Cover image of "The Complex," a novel set during the rise of Hindu nationalism in India

Indian Prime Minister Indira Gandhi died at the hands of her Sikh bodyguards on October 31, 1984. Violence erupted immediately. Anti-Sikh riots raged for four days, resulting in the deaths of thousands of Sikhs. Eight years later, in December 1992, an organized mob of 70,000 Hindu nationalists demolished the 16th-century Babri Masjid mosque in Ayodhya. The attack, years in the making, triggered months of violence across India. It led to the deaths of roughly 2,000 people, the vast majority of them Muslims. These two tragic events punctuate the compelling family saga that award-winning Indian-American author Karan Mahajan tells in The Complex.

Right-wing Hindu nationalism debuts on the national stage

Today, India is the world’s most populous nation, and it boasts the third largest economy by purchasing power parity (after China and the US). Its growth is phenomenal for a large economy, with IMF projections showing it continuing to post an annual growth rate of more than seven percent in 2026. But none of this is accidental. At the state level, many governments allied with the ruling BJP party are encouraging larger families. And Prime Minister Narendra Modi’s right-wing, Hindu nationalist regime is resolutely pro-business. He has orchestrated massive infrastructure investments, the ‘Make in India’ initiative to boost domestic manufacturing, and provided billions in subsidies to global and domestic firms. But the price of this progress is steep. Mahajan hints at what is to come in this searing novel.

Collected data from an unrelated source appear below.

//! Convenient re-exports of commonly used types from sqldoc.
//!
//! Import this prelude module to quickly access the most frequently used types
//! and traits without needing to import from multiple sub-modules:
//!
//! ```ignore
//! use sqldoc::prelude::*;
//! ```
//!
//! This provides access to:
//! - Document traits and the `Document` derive
//! - Store targets and dialects
//! - Sessions, parameters and executor traits
//! - Error types

pub use sqldoc_core::{
    document::{Document, DocumentKey},
    target::{StoreTarget, SqlServerMode, Backend, Dialect},
    session::{DocumentSession, DynDocumentSession, QuerySession},
    params::Parameters,
    executor::{Executor, ExecutorBuilder, CommitGuarantee},
    unit_of_work::CommitReport,
    error::{DocumentStoreError, DocumentStoreResult},
};

pub use sqldoc_macros::Document;
//! Pending mutations queued in a unit of work.
//!
//! An [`Operation`] pairs a [`Verb`] with the caller's key and the document payload. Payloads
//! are checked when the operation is built so malformed intents never reach the queue.

use serde::Serialize;
use std::fmt;

use crate::{
    document::{AnyDocument, Document, DocumentKey},
    error::{DocumentStoreError, DocumentStoreResult},
};

/// The kind of mutation an operation applies.
#[derive(Debug, Clone, Copy, PartialEq, Eq, Hash)]
pub enum Verb {
    Insert,
    Update,
    Delete,
}

impl fmt::Display for Verb {
    fn fmt(&self, f: &mut fmt::Formatter<'_>) -> fmt::Result {
        f.write_str(match self {
            Verb::Insert => "insert",
            Verb::Update => "update",
            Verb::Delete => "delete",
        })
    }
}

/// One pending mutation: a verb, the key it addresses and the document payload.
///
/// Delete operations carry a datum too: it names the table the row lives in.
pub struct Operation<K: DocumentKey> {
    key: K,
    verb: Verb,
    datum: Box<dyn AnyDocument>,
}

impl<K: DocumentKey> Operation<K> {
    /// Builds an operation, rejecting empty payloads.
    ///
    /// A payload is empty when it serializes to `null` or to an empty string.
    ///
    /// # Errors
    ///
    /// Returns [`DocumentStoreError::ContractViolation`] for an empty payload.
    pub fn new<D: Document>(key: K, verb: Verb, datum: D) -> DocumentStoreResult<Self> {
        ensure_present(&key, verb, &datum)?;

        Ok(Self { key, verb, datum: Box::new(datum) })
    }

    /// Builds an insert operation.
    pub fn insert<D: Document>(key: K, datum: D) -> DocumentStoreResult<Self> {
        Self::new(key, Verb::Insert, datum)
    }

    /// Builds an update operation.
    pub fn update<D: Document>(key: K, datum: D) -> DocumentStoreResult<Self> {
        Self::new(key, Verb::Update, datum)
    }

    /// Builds a delete operation.
    pub fn delete<D: Document>(key: K, datum: D) -> DocumentStoreResult<Self> {
        Self::new(key, Verb::Delete, datum)
    }

    pub fn key(&self) -> &K {
        &self.key
    }

    pub fn verb(&self) -> Verb {
        self.verb
    }

    pub fn datum(&self) -> &(dyn AnyDocument + 'static) {
        &*self.datum
    }

    /// Returns the table the operation applies to.
    pub fn table(&self) -> &'static str {
        self.datum.document_table()
    }
}

impl<K: DocumentKey> fmt::Debug for Operation<K> {
    fn fmt(&self, f: &mut fmt::Formatter<'_>) -> fmt::Result {
        f.debug_struct("Operation")
            .field("key", &self.key)
            .field("verb", &self.verb)
            .field("table", &self.table())
            .finish()
    }
}

/// Rejects payloads that serialize to nothing: `null` or an empty string.
///
/// `{}` and `[]` are real documents. They encode to a non-empty payload on every dialect
/// and decode back to the same value, so they are accepted.
fn ensure_present<K: DocumentKey, D: Serialize>(
    key: &K,
    verb: Verb,
    datum: &D,
) -> DocumentStoreResult<()> {
    let empty = match serde_json::to_value(datum) {
        Ok(serde_json::Value::Null) => true,
        Ok(serde_json::Value::String(s)) => s.is_empty(),
        Ok(_) => false,
        // Not representable as a JSON tree (e.g. non-string map keys); the dialect codec
        // decides at commit time.
        Err(_) => false,
    };

    if empty {
        return Err(DocumentStoreError::ContractViolation(format!(
            "{verb} for key {key} has an empty payload"
        )));
    }

    Ok(())
}

#[cfg(test)]
mod tests {
    use super::*;
    use serde::Deserialize;

    #[derive(Debug, Serialize, Deserialize)]
    struct Person {
        name: String,
        age: u32,
    }

    impl Document for Person {}

    #[derive(Debug, Serialize, Deserialize)]
    struct Nothing;

    impl Document for Nothing {}

    fn ada() -> Person {
        Person { name: "Ada".into(), age: 36 }
    }

    #[test]
    fn builders_set_verb_key_and_table() {
        let op = Operation::insert("p1", ada()).unwrap();
        assert_eq!(op.verb(), Verb::Insert);
        assert_eq!(*op.key(), "p1");
        assert_eq!(op.table(), "Person");

        assert_eq!(Operation::update(7i64, ada()).unwrap().verb(), Verb::Update);
        assert_eq!(Operation::delete(7i64, ada()).unwrap().verb(), Verb::Delete);
    }

    #[test]
    fn empty_payload_is_a_contract_violation_for_every_verb() {
        for verb in [Verb::Insert, Verb::Update, Verb::Delete] {
            let err = Operation::new("p1", verb, Nothing).unwrap_err();
            assert!(matches!(err, DocumentStoreError::ContractViolation(_)), "{verb}");
        }
    }

    #[derive(Debug, Serialize, Deserialize)]
    struct Marker {}

    impl Document for Marker {}

    #[derive(Debug, Serialize, Deserialize)]
    #[serde(transparent)]
    struct Tags(Vec<String>);

    impl Document for Tags {}

    #[test]
    fn empty_objects_and_collections_are_documents() {
        for verb in [Verb::Insert, Verb::Update, Verb::Delete] {
            assert!(Operation::new(1i64, verb, Marker {}).is_ok(), "{verb}");
            assert!(Operation::new(1i64, verb, Tags(Vec::new())).is_ok(), "{verb}");
        }
    }

    #[test]
    fn datum_is_recoverable() {
        let op = Operation::update(1i32, ada()).unwrap();
        assert_eq!(op.datum().downcast_ref::<Person>().unwrap().age, 36);
    }
}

The Complex by Karan Mahajan (2026) 443 pages ★★★★☆


Photo of a newspaper headline story about Indira Gandhi's assassination, a seminal event in the rise of Hindu nationalism in India
The Prime Minister’s assassination in 1984 represents a signpost in this novel. Image: The Indian Express

An ambitious family saga

Mahajan’s third novel, The Complex, is an ambitious family saga and unsettling political drama. It spans a decade and a half of life in India, from 1980 to the mid-1990s. The setting is a Delhi compound (or colony) that houses the extended family of the Chopra clan. They’re the descendants of SP Chopra, one of independent India’s founding political architects.

The story follows some of SP Chopra’s progeny as they seek their own ways forward during a transformational period in Indian history.

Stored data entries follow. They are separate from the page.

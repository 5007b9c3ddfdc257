//! Round trips against a live SQL Server.
//!
//! Run with `SQLDOC_MSSQL_URL="server=tcp:localhost,1433;user=sa;password=..." \
//! cargo test -p sqldoc-mssql -- --ignored`.

use std::time::{SystemTime, UNIX_EPOCH};

use serde::{Deserialize, Serialize};
use sqldoc_core::{
    document::Document,
    error::DocumentStoreError,
    executor::{Executor, ExecutorBuilder},
    params::Parameters,
    session::{DocumentSession, QuerySession},
    statement::Statement,
    target::StoreTarget,
};
use sqldoc_mssql::MssqlExecutor;
use uuid::Uuid;

#[derive(Debug, Clone, PartialEq, Serialize, Deserialize)]
struct PersonCs {
    _id: Uuid,
    name: String,
    age: u32,
    favourite_things: Vec<String>,
}

impl Document for PersonCs {}

#[derive(Debug, Clone, PartialEq, Serialize, Deserialize)]
struct PersonJson {
    name: String,
    age: u32,
}

impl Document for PersonJson {}

fn ernesto(age: u32, favourite_things: &[&str]) -> PersonCs {
    PersonCs {
        _id: Uuid::nil(),
        name: "Ernesto".into(),
        age,
        favourite_things: favourite_things.iter().map(|t| t.to_string()).collect(),
    }
}

fn url() -> String {
    std::env::var("SQLDOC_MSSQL_URL").expect("SQLDOC_MSSQL_URL is not set")
}

fn fresh_key() -> i64 {
    SystemTime::now()
        .duration_since(UNIX_EPOCH)
        .unwrap()
        .as_nanos() as i64
}

async fn session(target: StoreTarget, ddl: &str) -> DocumentSession<i64, MssqlExecutor> {
    let executor = MssqlExecutor::builder(target).trust_cert().build().await.unwrap();
    executor
        .execute_batch(vec![Statement::query(ddl.to_string(), vec![])])
        .await
        .unwrap();
    DocumentSession::new(executor)
}

#[tokio::test]
#[ignore = "needs SQLDOC_MSSQL_URL"]
async fn xml_column_round_trip() {
    let mut session = session(
        StoreTarget::sql_server_xml(url()),
        "IF OBJECT_ID('PersonCs') IS NULL CREATE TABLE PersonCs ([Id] BIGINT PRIMARY KEY, [Data] XML NOT NULL)",
    )
    .await;
    let id = fresh_key();

    session.store(id, ernesto(31, &[])).unwrap();
    session.save_changes().await.unwrap();

    let people: Vec<PersonCs> = session
        .query("select [Data] from PersonCs where [Id] = @id", Parameters::new().bind("id", id))
        .await
        .unwrap();
    assert_eq!(people, vec![ernesto(31, &[])]);

    session.update(id, ernesto(32, &["chess", "tapas"])).unwrap();
    session.save_changes().await.unwrap();
    let loaded: PersonCs = session.load(id).await.unwrap();
    assert_eq!(loaded, ernesto(32, &["chess", "tapas"]));

    session.delete(id, loaded).unwrap();
    session.save_changes().await.unwrap();
    assert!(matches!(
        session.load::<PersonCs>(id).await,
        Err(DocumentStoreError::NotFound { .. })
    ));
}

#[tokio::test]
#[ignore = "needs SQLDOC_MSSQL_URL"]
async fn generic_column_is_queryable_as_json() {
    let mut session = session(
        StoreTarget::sql_server_generic(url()),
        "IF OBJECT_ID('PersonJson') IS NULL CREATE TABLE PersonJson ([Id] BIGINT PRIMARY KEY, [Data] NVARCHAR(MAX) NOT NULL)",
    )
    .await;
    let id = fresh_key();
    let name = format!("Ernesto-{id}");

    session.store(id, PersonJson { name: name.clone(), age: 31 }).unwrap();
    session.save_changes().await.unwrap();

    let people: Vec<PersonJson> = session
        .query(
            "select [Id], [Data] from PersonJson where JSON_VALUE([Data], '$.name') = @name",
            Parameters::new().bind("name", name.as_str()),
        )
        .await
        .unwrap();
    assert_eq!(people.len(), 1);
    assert_eq!(people[0].age, 31);
}

#[tokio::test]
#[ignore = "needs SQLDOC_MSSQL_URL"]
async fn failed_commit_rolls_back_earlier_statements() {
    let mut session = session(
        StoreTarget::sql_server_xml(url()),
        "IF OBJECT_ID('PersonCs') IS NULL CREATE TABLE PersonCs ([Id] BIGINT PRIMARY KEY, [Data] XML NOT NULL)",
    )
    .await;
    let id = fresh_key();

    session.store(id, ernesto(31, &[])).unwrap();
    session.store(id, ernesto(31, &[])).unwrap();

    assert!(matches!(session.save_changes().await, Err(DocumentStoreError::Backend(_))));
    assert!(session.load::<PersonCs>(id).await.is_err());
}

  • Son Laxman Chopra emerges over the years as the strongman of the Complex. He is, pure and simple, a sociopath who preys on women and bullies whoever stands in the way of his unbounded ambition. Unsurprisingly, he drifts away from the reformist Hindu sect in which SP was a major figure. Pivoting, he turns to the violence-prone, right-wing Hindu nationalist movement that has come to dominate contemporary India through the BJP, the Bharatiya Janata Party, or Indian People’s Party. As an early adherent, he gains national renown in the party.
  • Grandson Sachin Chopra and his bride Gita emigrate to Midland, Michigan to escape the suffocating pressures of the family compound. But Gita is unhappy. She soon begins to lobby Sachin to return to Delhi despite her terrifying run-in with Laxman, who had raped her. Their difficulties intensify when Gita is targeted by Laxman again after their return.
  • Meanwhile, Laxman’s unmarried sister Vibha tries to hold the fading family reputation together while dealing with her own internal isolation and her brother’s abusive behavior toward others in the family.

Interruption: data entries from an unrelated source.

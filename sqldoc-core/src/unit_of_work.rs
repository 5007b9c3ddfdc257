//! Ordered queues of pending operations committed as one request.
//!
//! A [`UnitOfWork`] is a FIFO buffer. Committing it drains the whole queue, encodes every
//! payload for the executor's dialect, translates each operation into exactly one statement
//! and hands the statements to the executor as a single batch.
//!
//! Operations are never reordered, merged or deduplicated: inserting, updating and then
//! deleting the same key in one commit issues three statements, in that order, and the row
//! ends up deleted.
//!
//! # Failed commits
//!
//! The queue is empty after a commit whatever the outcome; operations are never retried.
//! What a failure leaves behind in the backend depends on the executor's
//! [`CommitGuarantee`]: an atomic executor rolls the whole batch back, a per-statement
//! executor keeps every statement that ran before the failing one.

use std::collections::VecDeque;
use tracing::{debug, warn};

use crate::{
    document::DocumentKey,
    error::DocumentStoreResult,
    executor::{CommitGuarantee, Executor},
    operation::Operation,
    statement::Statement,
    target::Dialect,
};

/// Summary of a successful commit.
#[derive(Debug, Clone, Copy, PartialEq, Eq)]
pub struct CommitReport {
    /// Number of statements sent, one per operation.
    pub statements: usize,
    /// Rows the backend reported as affected.
    pub rows_affected: u64,
    /// The guarantee the executor gave for the batch.
    pub guarantee: CommitGuarantee,
}

/// An ordered queue of operations; insertion order is commit order.
#[derive(Debug)]
pub struct UnitOfWork<K: DocumentKey> {
    queue: VecDeque<Operation<K>>,
}

impl<K: DocumentKey> Default for UnitOfWork<K> {
    fn default() -> Self {
        Self { queue: VecDeque::new() }
    }
}

impl<K: DocumentKey> UnitOfWork<K> {
    pub fn new() -> Self {
        Self::default()
    }

    /// Appends an operation to the back of the queue.
    pub fn enqueue(&mut self, operation: Operation<K>) {
        self.queue.push_back(operation);
    }

    pub fn len(&self) -> usize {
        self.queue.len()
    }

    pub fn is_empty(&self) -> bool {
        self.queue.is_empty()
    }

    /// Iterates over the queued operations in commit order.
    pub fn iter(&self) -> impl Iterator<Item = &Operation<K>> {
        self.queue.iter()
    }

    /// Drops every queued operation without contacting a backend.
    pub fn clear(&mut self) {
        self.queue.clear();
    }

    /// Commits the queued operations through `executor`, leaving the queue empty.
    ///
    /// # Errors
    ///
    /// Returns the first encoding error (nothing is sent in that case) or the executor's error.
    pub async fn commit<E>(&mut self, executor: &E) -> DocumentStoreResult<CommitReport>
    where
        E: Executor + ?Sized,
    {
        let operations = std::mem::take(&mut self.queue);
        commit(executor, operations).await
    }
}

/// Commits `operations` in FIFO order as one batch against `executor`.
///
/// An empty queue commits without contacting the backend.
pub async fn commit<K, E>(
    executor: &E,
    operations: impl IntoIterator<Item = Operation<K>>,
) -> DocumentStoreResult<CommitReport>
where
    K: DocumentKey,
    E: Executor + ?Sized,
{
    let dialect = executor.target().dialect();
    let guarantee = executor.guarantee();

    let statements = operations
        .into_iter()
        .map(|op| to_statement(dialect, &op))
        .collect::<DocumentStoreResult<Vec<_>>>()?;

    if statements.is_empty() {
        return Ok(CommitReport { statements: 0, rows_affected: 0, guarantee });
    }

    let count = statements.len();
    debug!(%dialect, statements = count, ?guarantee, "committing unit of work");

    match executor.execute_batch(statements).await {
        Ok(rows_affected) => {
            debug!(%dialect, statements = count, rows_affected, "unit of work committed");
            Ok(CommitReport { statements: count, rows_affected, guarantee })
        }
        Err(err) => {
            warn!(%dialect, statements = count, ?guarantee, error = %err, "unit of work failed");
            Err(err)
        }
    }
}

fn to_statement<K: DocumentKey>(
    dialect: Dialect,
    operation: &Operation<K>,
) -> DocumentStoreResult<Statement> {
    let payload = operation
        .datum()
        .encode_with(dialect.encoding())?;

    Statement::for_verb(
        dialect,
        operation.verb(),
        operation.table(),
        operation.key().to_sql_value(),
        payload,
    )
}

During the years that elapse in the story, India erupts as right-wing Hindu nationalism seizes hold of the country. It’s a nation in turmoil, the family’s disintegration writ large.

About the author

Photo of Karan Mahajan, author of this novel set against the rise of Hindu nationalism in India
Karan Mahajan in 2016 at the Texas Book Festival. Image: Wikipedia

Karan Mahajan is an Indian-American novelist, essayist, and critic. His second novel, The Association of Small Bombs, was a finalist for the 2016 National Book Award for Fiction. He was born in 1984 in Stamford, Connecticut, but grew up in New Delhi, India. Mahajan studied English and Economics at Stanford University, before earning an MFA in fiction from the University of Texas, Austin.

I’ve reviewed the author’s earlier novel, The Association of Small Bombs (Islamic terrorism, from the inside and out).